### [WHAT YOU NEED TO DO]
In the data below, find each line carrying the string "that" and copy it out.

### [PROVIDED RECORDS]
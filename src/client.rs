//! Client handle over a parameter store.

use crate::config::FetchOptions;
use crate::fetch::{fetch_parameter_list, fetch_parameters_by_path};
use crate::store::ParameterStore;
use crate::{Config, Parameter, Result};
use std::collections::HashMap;

/// Handle for fetching parameter paths.
///
/// The handle is immutable after construction and can be reused for any
/// number of sequential fetches. Nothing is cached between calls.
pub struct SsmClient {
    store: Box<dyn ParameterStore>,
    options: FetchOptions,
}

impl SsmClient {
    /// Connects to AWS SSM with the given configuration.
    ///
    /// Credentials are resolved immediately. No parameters are fetched.
    ///
    /// # Errors
    ///
    /// - [`ParamStoreError::Auth`](crate::ParamStoreError::Auth): the profile
    ///   or default chain could not produce credentials
    /// - [`ParamStoreError::InvalidConfig`](crate::ParamStoreError::InvalidConfig):
    ///   page size or page limit out of range
    ///
    /// # Example
    ///
    /// ```no_run
    /// use ssm_params::{Config, SsmClient};
    ///
    /// #[tokio::main]
    /// async fn main() -> ssm_params::Result<()> {
    ///     let client = SsmClient::new(Config::new("us-east-1").with_profile("dev")).await?;
    ///     let db = client.get_parameters_by_path("/app/db").await?;
    ///     println!("host = {:?}", db.get("host"));
    ///     Ok(())
    /// }
    /// ```
    #[cfg(feature = "aws")]
    pub async fn new(config: Config) -> Result<Self> {
        config.fetch.validate()?;
        let store = crate::backends::aws::AwsParameterStore::connect(&config).await?;

        tracing::info!(
            region = store.region(),
            profile = config.profile_name(),
            endpoint = config.endpoint.as_deref().unwrap_or("default"),
            "connected to SSM parameter store"
        );

        Ok(Self::with_store(Box::new(store), config))
    }

    /// Builds a handle over any store, without credential resolution.
    pub fn with_store(store: Box<dyn ParameterStore>, config: Config) -> Self {
        Self {
            store,
            options: config.fetch,
        }
    }

    /// Name of the underlying store.
    pub fn store_name(&self) -> &str {
        self.store.name()
    }

    /// Fetch options applied to every call.
    pub fn options(&self) -> &FetchOptions {
        &self.options
    }

    /// Fetches every parameter under `path` as relative name to value.
    ///
    /// See [`fetch_parameters_by_path`] for pagination and failure behaviour.
    pub async fn get_parameters_by_path(&self, path: &str) -> Result<HashMap<String, String>> {
        fetch_parameters_by_path(self.store.as_ref(), path, &self.options).await
    }

    /// Fetches every parameter under `path` as full records with relative names.
    pub async fn get_parameter_list(&self, path: &str) -> Result<Vec<Parameter>> {
        fetch_parameter_list(self.store.as_ref(), path, &self.options).await
    }
}
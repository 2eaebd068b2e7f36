//! Client construction against local credential files.
//!
//! These tests point the SDK at temporary config files, so they need no
//! network access.

#![cfg(feature = "aws")]

use serial_test::serial;
use ssm_params::{Config, ParamStoreError, SsmClient};
use std::io::Write;
use tempfile::NamedTempFile;

/// Points the SDK at a credentials file holding only `[default]`.
fn isolated_profiles() -> (NamedTempFile, NamedTempFile) {
    let mut credentials = NamedTempFile::new().unwrap();
    writeln!(
        credentials,
        "[default]\naws_access_key_id = AKIDEXAMPLE\naws_secret_access_key = secret"
    )
    .unwrap();

    let mut config = NamedTempFile::new().unwrap();
    writeln!(config, "[default]\nregion = us-east-1").unwrap();

    std::env::set_var("AWS_SHARED_CREDENTIALS_FILE", credentials.path());
    std::env::set_var("AWS_CONFIG_FILE", config.path());

    (credentials, config)
}

#[tokio::test]
#[serial]
async fn test_unknown_profile_fails_with_auth_error() {
    let _files = isolated_profiles();

    let config = Config::new("us-east-1").with_profile("no-such-profile");
    let result = SsmClient::new(config).await;

    match result {
        Err(ParamStoreError::Auth { profile, .. }) => assert_eq!(profile, "no-such-profile"),
        Err(other) => panic!("expected Auth error, got {}", other),
        Ok(_) => panic!("expected Auth error, got a client"),
    }
}

#[tokio::test]
#[serial]
async fn test_known_profile_builds_client() {
    let _files = isolated_profiles();

    let config = Config::new("us-east-1")
        .with_profile("default")
        .with_endpoint("http://localhost:4566");
    let client = SsmClient::new(config).await.expect("Failed to build client");

    assert_eq!(client.store_name(), "ssm");
}

#[tokio::test]
#[serial]
async fn test_invalid_page_size_rejected_before_credentials() {
    let _files = isolated_profiles();

    let config = Config::new("us-east-1")
        .with_profile("no-such-profile")
        .with_page_size(25);

    assert!(matches!(
        SsmClient::new(config).await,
        Err(ParamStoreError::InvalidConfig(_))
    ));
}
//! Parameter data structures returned by the store.

use chrono::{DateTime, Utc};
use serde::{Deserialize, Serialize};

/// A parameter held in the remote store.
///
/// `name` is the full hierarchical name as the store reports it (e.g.
/// `/app/db/password`) until a fetch rewrites it to the relative key.
#[derive(Debug, Clone, Serialize, Deserialize, PartialEq)]
pub struct Parameter {
    /// Hierarchical name
    pub name: String,

    /// Value (decrypted when the request asked for it)
    pub value: String,

    /// Parameter type
    #[serde(rename = "type")]
    pub param_type: ParameterType,

    /// Version number assigned by the store
    #[serde(default)]
    pub version: i64,

    /// When the parameter was last changed
    #[serde(skip_serializing_if = "Option::is_none")]
    pub last_modified: Option<DateTime<Utc>>,
}

impl Parameter {
    /// Creates a plain `String` parameter at version 1.
    ///
    /// # Example
    ///
    /// ```
    /// use ssm_params::{Parameter, ParameterType};
    ///
    /// let param = Parameter::new("/app/db/host", "localhost");
    /// assert_eq!(param.param_type, ParameterType::String);
    /// assert_eq!(param.version, 1);
    /// ```
    pub fn new(name: impl Into<String>, value: impl Into<String>) -> Self {
        Self {
            name: name.into(),
            value: value.into(),
            param_type: ParameterType::String,
            version: 1,
            last_modified: Some(Utc::now()),
        }
    }

    /// Creates a `SecureString` parameter holding an already-decrypted value.
    pub fn new_secure(name: impl Into<String>, value: impl Into<String>) -> Self {
        Self {
            param_type: ParameterType::SecureString,
            ..Self::new(name, value)
        }
    }
}

/// Type of a stored parameter.
#[derive(Debug, Clone, Copy, PartialEq, Eq, Serialize, Deserialize)]
pub enum ParameterType {
    /// Plain text
    String,
    /// Comma-separated list
    StringList,
    /// KMS-encrypted text
    SecureString,
}

impl std::fmt::Display for ParameterType {
    fn fmt(&self, f: &mut std::fmt::Formatter<'_>) -> std::fmt::Result {
        match self {
            Self::String => write!(f, "String"),
            Self::StringList => write!(f, "StringList"),
            Self::SecureString => write!(f, "SecureString"),
        }
    }
}

#[cfg(test)]
mod tests {
    use super::*;

    #[test]
    fn test_new_secure() {
        let param = Parameter::new_secure("/app/db/password", "hunter2");
        assert_eq!(param.name, "/app/db/password");
        assert_eq!(param.value, "hunter2");
        assert_eq!(param.param_type, ParameterType::SecureString);
        assert!(param.last_modified.is_some());
    }

    #[test]
    fn test_parameter_type_display() {
        assert_eq!(ParameterType::String.to_string(), "String");
        assert_eq!(ParameterType::StringList.to_string(), "StringList");
        assert_eq!(ParameterType::SecureString.to_string(), "SecureString");
    }

    #[test]
    fn test_serialized_field_names() {
        let param = Parameter {
            last_modified: None,
            ..Parameter::new("/app/flag", "true")
        };
        let json = serde_json::to_value(&param).unwrap();

        assert_eq!(json["type"], "String");
        assert_eq!(json["version"], 1);
        assert!(json.get("last_modified").is_none());
    }
}
//! Store implementations.

#[cfg(feature = "mock")]
pub mod mock;

#[cfg(feature = "aws")]
pub mod aws;
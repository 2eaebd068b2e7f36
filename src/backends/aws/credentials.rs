//! Credential resolution for the SSM store.

use crate::{Config, ParamStoreError, Result};
use aws_config::profile::ProfileFileCredentialsProvider;
use aws_config::{BehaviorVersion, Region, SdkConfig};
use aws_credential_types::provider::{future, ProvideCredentials, SharedCredentialsProvider};
use aws_credential_types::Credentials;
use std::sync::Mutex;
use tracing::debug;

/// Loads the shared SDK configuration for `config`.
///
/// A named profile is read only from the shared config and credentials
/// files. Without one, the default credential chain applies.
pub(crate) async fn load_sdk_config(config: &Config) -> SdkConfig {
    let mut loader = aws_config::defaults(BehaviorVersion::latest())
        .region(Region::new(config.region.clone()));

    if let Some(ref profile) = config.profile {
        loader = loader.credentials_provider(
            ProfileFileCredentialsProvider::builder()
                .profile_name(profile)
                .build(),
        );
    }

    loader.load().await
}

/// Credentials resolved at construction, handed out once before falling
/// back to the underlying provider.
///
/// The SSM client's identity cache asks for credentials on its first
/// request; serving the eagerly resolved set there avoids a second round of
/// STS or SSO calls. Later refreshes go to `inner`.
#[derive(Debug)]
pub(crate) struct PrimedCredentials {
    primed: Mutex<Option<Credentials>>,
    inner: SharedCredentialsProvider,
}

impl ProvideCredentials for PrimedCredentials {
    fn provide_credentials<'a>(&'a self) -> future::ProvideCredentials<'a>
    where
        Self: 'a,
    {
        let primed = self
            .primed
            .lock()
            .map(|mut slot| slot.take())
            .unwrap_or_default();

        match primed {
            Some(credentials) => future::ProvideCredentials::ready(Ok(credentials)),
            None => self.inner.provide_credentials(),
        }
    }
}

/// Resolves credentials now instead of on the first request.
///
/// # Errors
///
/// Returns [`ParamStoreError::Auth`] if no provider is configured or the
/// provider cannot produce credentials.
pub(crate) async fn resolve_credentials(
    sdk_config: &SdkConfig,
    profile: &str,
) -> Result<PrimedCredentials> {
    let provider = sdk_config
        .credentials_provider()
        .ok_or_else(|| ParamStoreError::Auth {
            profile: profile.to_string(),
            source: "no credentials provider configured".into(),
        })?;

    let credentials = provider
        .provide_credentials()
        .await
        .map_err(|e| ParamStoreError::Auth {
            profile: profile.to_string(),
            source: Box::new(e),
        })?;

    debug!(profile, "resolved AWS credentials");
    Ok(PrimedCredentials {
        primed: Mutex::new(Some(credentials)),
        inner: provider,
    })
}
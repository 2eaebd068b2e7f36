//! SSM Parameter Store integration tests using LocalStack.
//!
//! These tests require LocalStack to be running on localhost:4566.
//!
//! Run with:
//!   docker run -d -p 4566:4566 localstack/localstack
//!   cargo test --test integration_localstack -- --ignored
//!
//! Or run in CI where LocalStack is configured as a service.

#![cfg(feature = "aws")]

use aws_sdk_ssm::types::ParameterType as SsmParameterType;
use ssm_params::{Config, ParameterType, SsmClient};

fn localstack_endpoint() -> String {
    std::env::var("LOCALSTACK_ENDPOINT").unwrap_or_else(|_| "http://localhost:4566".to_string())
}

fn localstack_config() -> Config {
    std::env::set_var("AWS_ACCESS_KEY_ID", "test");
    std::env::set_var("AWS_SECRET_ACCESS_KEY", "test");

    Config::new("us-east-1").with_endpoint(localstack_endpoint())
}

/// Raw SDK client for seeding and cleaning up fixtures.
async fn fixture_client() -> aws_sdk_ssm::Client {
    let sdk_config = aws_config::defaults(aws_config::BehaviorVersion::latest())
        .region(aws_config::Region::new("us-east-1"))
        .load()
        .await;
    let ssm_config = aws_sdk_ssm::config::Builder::from(&sdk_config)
        .endpoint_url(localstack_endpoint())
        .build();
    aws_sdk_ssm::Client::from_conf(ssm_config)
}

async fn put(client: &aws_sdk_ssm::Client, name: &str, value: &str, kind: SsmParameterType) {
    client
        .put_parameter()
        .name(name)
        .value(value)
        .r#type(kind)
        .overwrite(true)
        .send()
        .await
        .expect("Failed to seed parameter");
}

async fn cleanup(client: &aws_sdk_ssm::Client, names: &[&str]) {
    for name in names {
        client.delete_parameter().name(*name).send().await.ok();
    }
}

#[tokio::test]
#[ignore] // Run only when LocalStack is available
async fn test_localstack_fetch_path() {
    let config = localstack_config();
    let fixtures = fixture_client().await;
    let names = ["/it-fetch/db/host", "/it-fetch/db/port", "/it-fetch/db/password"];

    put(&fixtures, names[0], "localhost", SsmParameterType::String).await;
    put(&fixtures, names[1], "5432", SsmParameterType::String).await;
    put(&fixtures, names[2], "hunter2", SsmParameterType::SecureString).await;

    let client = SsmClient::new(config).await.expect("Failed to build client");
    let params = client
        .get_parameters_by_path("/it-fetch/db")
        .await
        .expect("Failed to fetch path");

    assert_eq!(params.len(), 3);
    assert_eq!(params["host"], "localhost");
    assert_eq!(params["port"], "5432");
    assert_eq!(params["password"], "hunter2");

    cleanup(&fixtures, &names).await;
}

#[tokio::test]
#[ignore]
async fn test_localstack_pagination() {
    let config = localstack_config().with_page_size(2);
    let fixtures = fixture_client().await;

    let names: Vec<String> = (0..7).map(|i| format!("/it-paged/key{}", i)).collect();
    for (i, name) in names.iter().enumerate() {
        put(&fixtures, name, &i.to_string(), SsmParameterType::String).await;
    }

    let client = SsmClient::new(config).await.expect("Failed to build client");
    let params = client
        .get_parameters_by_path("/it-paged/")
        .await
        .expect("Failed to fetch path");

    assert_eq!(params.len(), 7);
    assert_eq!(params["key6"], "6");

    let refs: Vec<&str> = names.iter().map(String::as_str).collect();
    cleanup(&fixtures, &refs).await;
}

#[tokio::test]
#[ignore]
async fn test_localstack_parameter_list_metadata() {
    let config = localstack_config();
    let fixtures = fixture_client().await;
    let names = ["/it-list/secret"];

    put(&fixtures, names[0], "s3cr3t", SsmParameterType::SecureString).await;

    let client = SsmClient::new(config).await.expect("Failed to build client");
    let params = client
        .get_parameter_list("/it-list")
        .await
        .expect("Failed to fetch path");

    assert_eq!(params.len(), 1);
    assert_eq!(params[0].name, "secret");
    assert_eq!(params[0].param_type, ParameterType::SecureString);
    assert!(params[0].version >= 1);

    cleanup(&fixtures, &names).await;
}

#[tokio::test]
#[ignore]
async fn test_localstack_empty_path() {
    let client = SsmClient::new(localstack_config())
        .await
        .expect("Failed to build client");

    let params = client
        .get_parameters_by_path("/it-nothing-here")
        .await
        .expect("Failed to fetch path");

    assert!(params.is_empty());
}
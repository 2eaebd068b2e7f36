//! Configuration types for client construction and path fetches.

use crate::{ParamStoreError, Result};

/// Environment variable holding an optional SSM endpoint override.
pub const ENDPOINT_ENV_VAR: &str = "SSM_ENDPOINT";

/// Largest page the SSM `GetParametersByPath` API accepts.
pub const MAX_PAGE_SIZE: i32 = 10;

/// Default number of pages a single fetch may walk before giving up.
pub const DEFAULT_MAX_PAGES: usize = 1000;

/// Options that shape each path fetch.
///
/// These are carried by the client and applied to every
/// [`get_parameters_by_path`](crate::SsmClient::get_parameters_by_path) call.
#[derive(Debug, Clone, PartialEq, Eq)]
pub struct FetchOptions {
    /// Items requested per page (1..=10)
    pub page_size: i32,

    /// Upper bound on pages per fetch
    pub max_pages: usize,

    /// Descend into nested paths
    pub recursive: bool,

    /// Decrypt `SecureString` values
    pub with_decryption: bool,
}

impl Default for FetchOptions {
    fn default() -> Self {
        Self {
            page_size: MAX_PAGE_SIZE,
            max_pages: DEFAULT_MAX_PAGES,
            recursive: true,
            with_decryption: true,
        }
    }
}

impl FetchOptions {
    /// Checks that the page size and page limit are usable.
    ///
    /// # Errors
    ///
    /// Returns [`ParamStoreError::InvalidConfig`] when `page_size` is outside
    /// `1..=10` or `max_pages` is zero.
    pub fn validate(&self) -> Result<()> {
        if !(1..=MAX_PAGE_SIZE).contains(&self.page_size) {
            return Err(ParamStoreError::InvalidConfig(format!(
                "page size must be between 1 and {}, got {}",
                MAX_PAGE_SIZE, self.page_size
            )));
        }

        if self.max_pages == 0 {
            return Err(ParamStoreError::InvalidConfig(
                "max pages must be at least 1".to_string(),
            ));
        }

        Ok(())
    }
}

/// Configuration for creating an [`SsmClient`](crate::SsmClient).
///
/// Use the builder pattern for ergonomic configuration:
///
/// ```
/// use ssm_params::Config;
///
/// let config = Config::new("eu-west-1")
///     .with_profile("staging")
///     .with_endpoint("http://localhost:4566")
///     .with_page_size(5);
///
/// assert_eq!(config.profile.as_deref(), Some("staging"));
/// ```
#[derive(Debug, Clone, PartialEq, Eq)]
pub struct Config {
    /// Service region (not validated locally)
    pub region: String,

    /// Named credential profile; `None` uses the default credential chain
    pub profile: Option<String>,

    /// Service endpoint override (LocalStack, test doubles)
    pub endpoint: Option<String>,

    /// Per-fetch options
    pub fetch: FetchOptions,
}

impl Default for Config {
    fn default() -> Self {
        Self {
            region: "us-east-1".to_string(),
            profile: None,
            endpoint: None,
            fetch: FetchOptions::default(),
        }
    }
}

impl Config {
    /// Creates a configuration bound to `region`.
    ///
    /// # Example
    ///
    /// ```
    /// use ssm_params::Config;
    ///
    /// let config = Config::new("us-west-2");
    /// assert_eq!(config.region, "us-west-2");
    /// assert_eq!(config.fetch.page_size, 10);
    /// ```
    pub fn new(region: impl Into<String>) -> Self {
        Self {
            region: region.into(),
            ..Default::default()
        }
    }

    /// Creates a configuration from `region`, `profile` and the process environment.
    ///
    /// An empty `profile` selects the default credential chain. The
    /// `SSM_ENDPOINT` variable is read here, once, and only used when it is
    /// set and non-empty.
    pub fn from_env(region: impl Into<String>, profile: impl Into<String>) -> Self {
        let mut config = Self::new(region).with_profile(profile);

        if let Some(endpoint) = std::env::var(ENDPOINT_ENV_VAR)
            .ok()
            .filter(|v| !v.is_empty())
        {
            config = config.with_endpoint(endpoint);
        }

        config
    }

    /// Sets the credential profile. An empty name clears it.
    pub fn with_profile(mut self, profile: impl Into<String>) -> Self {
        let profile = profile.into();
        self.profile = if profile.is_empty() { None } else { Some(profile) };
        self
    }

    /// Overrides the service endpoint URL.
    pub fn with_endpoint(mut self, endpoint: impl Into<String>) -> Self {
        self.endpoint = Some(endpoint.into());
        self
    }

    /// Sets how many parameters are requested per page.
    pub fn with_page_size(mut self, page_size: i32) -> Self {
        self.fetch.page_size = page_size;
        self
    }

    /// Sets the maximum number of pages a single fetch may walk.
    pub fn with_max_pages(mut self, max_pages: usize) -> Self {
        self.fetch.max_pages = max_pages;
        self
    }

    /// Sets whether nested paths are included.
    pub fn with_recursive(mut self, recursive: bool) -> Self {
        self.fetch.recursive = recursive;
        self
    }

    /// Sets whether `SecureString` values are decrypted.
    pub fn with_decryption(mut self, with_decryption: bool) -> Self {
        self.fetch.with_decryption = with_decryption;
        self
    }

    /// Profile name for display and error context (empty for the default chain).
    pub fn profile_name(&self) -> &str {
        self.profile.as_deref().unwrap_or("")
    }
}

### [EXERCISE SOLUTION]
/// Options that shape each path fetch.
    /// Checks that the page size and page limit are usable.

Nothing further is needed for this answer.